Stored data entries
------------------------------------------------------------------------
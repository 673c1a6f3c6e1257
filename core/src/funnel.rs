//! Funnel calculator: backward planning from a SAL goal.
//!
//! Pure and synchronous. No I/O, no rounding of intermediate stages.
//!
//! Canonical chain, per channel (each arrow divides by the named rate):
//!
//!   meetings  = target_units / (show × sal_per_meeting) × split
//!   LinkedIn: meetings →show→ positive →positive_share→ replies
//!             →reply_rate→ messages →accept_rate→ connection requests
//!             × connection_to_contact_ratio = verified contacts
//!   Email:    meetings →show→ positive →positive_share→ replies
//!             →reply_rate→ contacts
//!   Call:     meetings = positive responses →appointment_rate→ answered
//!             calls →pickup_rate→ dials = contacts
//!   TAM       = contacts / verified_contact_share

use crate::{
    assumptions::{Assumptions, Rates},
    channel::{CapacityStatus, Channel, ChannelMode},
    error::{PlanError, PlanResult},
};
use serde::{Deserialize, Serialize};

#[derive(Debug, Clone, Copy, Serialize, Deserialize, PartialEq)]
pub struct Goal {
    /// Sales-accepted leads to generate.
    pub target_units:   f64,
    /// USD value of one SAL.
    pub value_per_unit: f64,
}

impl Goal {
    pub fn new(target_units: f64, value_per_unit: f64) -> Self {
        Self { target_units, value_per_unit }
    }

    pub fn validate(&self) -> PlanResult<()> {
        if !self.target_units.is_finite() || self.target_units <= 0.0 {
            return Err(PlanError::InvalidGoal {
                field: "target_units",
                value: self.target_units,
            });
        }
        if !self.value_per_unit.is_finite() || self.value_per_unit < 0.0 {
            return Err(PlanError::InvalidGoal {
                field: "value_per_unit",
                value: self.value_per_unit,
            });
        }
        Ok(())
    }

    pub fn pipeline_value(&self) -> f64 {
        self.target_units * self.value_per_unit
    }
}

#[derive(Debug, Clone, Serialize, Deserialize, PartialEq)]
pub struct PlanInput {
    pub goal:        Goal,
    pub mode:        ChannelMode,
    #[serde(default)]
    pub assumptions: Assumptions,
}

#[derive(Debug, Clone, Copy, Serialize, Deserialize, PartialEq, Default)]
pub struct LinkedInFunnel {
    pub meetings:            f64,
    pub positive_replies:    f64,
    pub total_replies:       f64,
    pub messages:            f64,
    pub connection_requests: f64,
    pub verified_contacts:   f64,
    pub tam:                 f64,
}

#[derive(Debug, Clone, Copy, Serialize, Deserialize, PartialEq, Default)]
pub struct EmailFunnel {
    pub meetings:         f64,
    pub positive_replies: f64,
    pub total_replies:    f64,
    pub contacts:         f64,
    pub tam:              f64,
}

#[derive(Debug, Clone, Copy, Serialize, Deserialize, PartialEq, Default)]
pub struct CallFunnel {
    pub meetings:           f64,
    pub positive_responses: f64,
    /// Answered calls needed to book the meetings.
    pub total_responses:    f64,
    pub dials:              f64,
    pub contacts:           f64,
    pub tam:                f64,
}

#[derive(Debug, Clone, Serialize, Deserialize, PartialEq)]
pub struct FunnelOutput {
    pub total_meetings:           f64,
    pub linkedin:                 LinkedInFunnel,
    pub email:                    EmailFunnel,
    pub call:                     CallFunnel,
    pub capacity_status_linkedin: CapacityStatus,
    pub capacity_status_call:     CapacityStatus,
    pub pipeline_value:           f64,
}

impl FunnelOutput {
    pub fn meetings(&self, channel: Channel) -> f64 {
        match channel {
            Channel::LinkedIn => self.linkedin.meetings,
            Channel::Email    => self.email.meetings,
            Channel::Call     => self.call.meetings,
        }
    }

    pub fn tam(&self, channel: Channel) -> f64 {
        match channel {
            Channel::LinkedIn => self.linkedin.tam,
            Channel::Email    => self.email.tam,
            Channel::Call     => self.call.tam,
        }
    }

    pub fn total_tam(&self) -> f64 {
        self.linkedin.tam + self.email.tam + self.call.tam
    }
}

/// Derive the full funnel. Validates everything before the first division.
pub fn calculate(input: &PlanInput) -> PlanResult<FunnelOutput> {
    input.goal.validate()?;
    input.mode.validate()?;
    let rates = input.assumptions.to_rates()?;

    let total_meetings = input.goal.target_units / (rates.show * rates.sal_per_meeting);
    let split = input.mode.split();
    let channel_meetings =
        |channel: Channel| total_meetings * split.share(channel) as f64 / 100.0;

    let linkedin = linkedin_funnel(channel_meetings(Channel::LinkedIn), &rates);
    let email = email_funnel(channel_meetings(Channel::Email), &rates);
    let call = call_funnel(channel_meetings(Channel::Call), &rates);

    let capacity_status_linkedin =
        CapacityStatus::for_required(input.mode.linkedin_capacity(), linkedin.connection_requests);
    let capacity_status_call =
        CapacityStatus::for_required(input.mode.call_capacity(), call.dials);

    log::debug!(
        "funnel mode={} meetings={:.2} li={:.2} em={:.2} call={:.2} cap_li={} cap_call={}",
        input.mode.name(),
        total_meetings,
        linkedin.meetings,
        email.meetings,
        call.meetings,
        capacity_status_linkedin,
        capacity_status_call
    );

    Ok(FunnelOutput {
        total_meetings,
        linkedin,
        email,
        call,
        capacity_status_linkedin,
        capacity_status_call,
        pipeline_value: input.goal.pipeline_value(),
    })
}

fn linkedin_funnel(meetings: f64, rates: &Rates) -> LinkedInFunnel {
    let positive_replies = meetings / rates.show;
    let total_replies = positive_replies / rates.linkedin_positive;
    let messages = total_replies / rates.linkedin_reply;
    let connection_requests = messages / rates.linkedin_accept;
    let verified_contacts = connection_requests * rates.connection_ratio;
    LinkedInFunnel {
        meetings,
        positive_replies,
        total_replies,
        messages,
        connection_requests,
        verified_contacts,
        tam: verified_contacts / rates.verified_share,
    }
}

fn email_funnel(meetings: f64, rates: &Rates) -> EmailFunnel {
    let positive_replies = meetings / rates.show;
    let total_replies = positive_replies / rates.email_positive;
    let contacts = total_replies / rates.email_reply;
    EmailFunnel {
        meetings,
        positive_replies,
        total_replies,
        contacts,
        tam: contacts / rates.verified_share,
    }
}

fn call_funnel(meetings: f64, rates: &Rates) -> CallFunnel {
    let total_responses = meetings / rates.call_appointment;
    let dials = total_responses / rates.call_pickup;
    CallFunnel {
        meetings,
        positive_responses: meetings,
        total_responses,
        dials,
        contacts: dials,
        tam: dials / rates.verified_share,
    }
}

/// Whether the team already runs outbound with a known offer.
#[derive(Debug, Clone, Copy, Serialize, Deserialize, PartialEq, Eq)]
#[serde(rename_all = "snake_case")]
pub enum OutboundExperience {
    Proven,
    Experimental,
}

impl OutboundExperience {
    pub fn timeline_message(&self) -> &'static str {
        match self {
            OutboundExperience::Proven =>
                "Expected timeline for positive results: 2–3 months.",
            OutboundExperience::Experimental =>
                "Expected timeline for positive results: 4–5 months (experimental phase).",
        }
    }
}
------------------------------------------------------------------------
## Required action
The lines you need are those with the word "LinkedInFunnel"; list them from the entries.

## Task solution
pub struct LinkedInFunnel {
    pub linkedin:                 LinkedInFunnel,
fn linkedin_funnel(meetings: f64, rates: &Rates) -> LinkedInFunnel {
    LinkedInFunnel {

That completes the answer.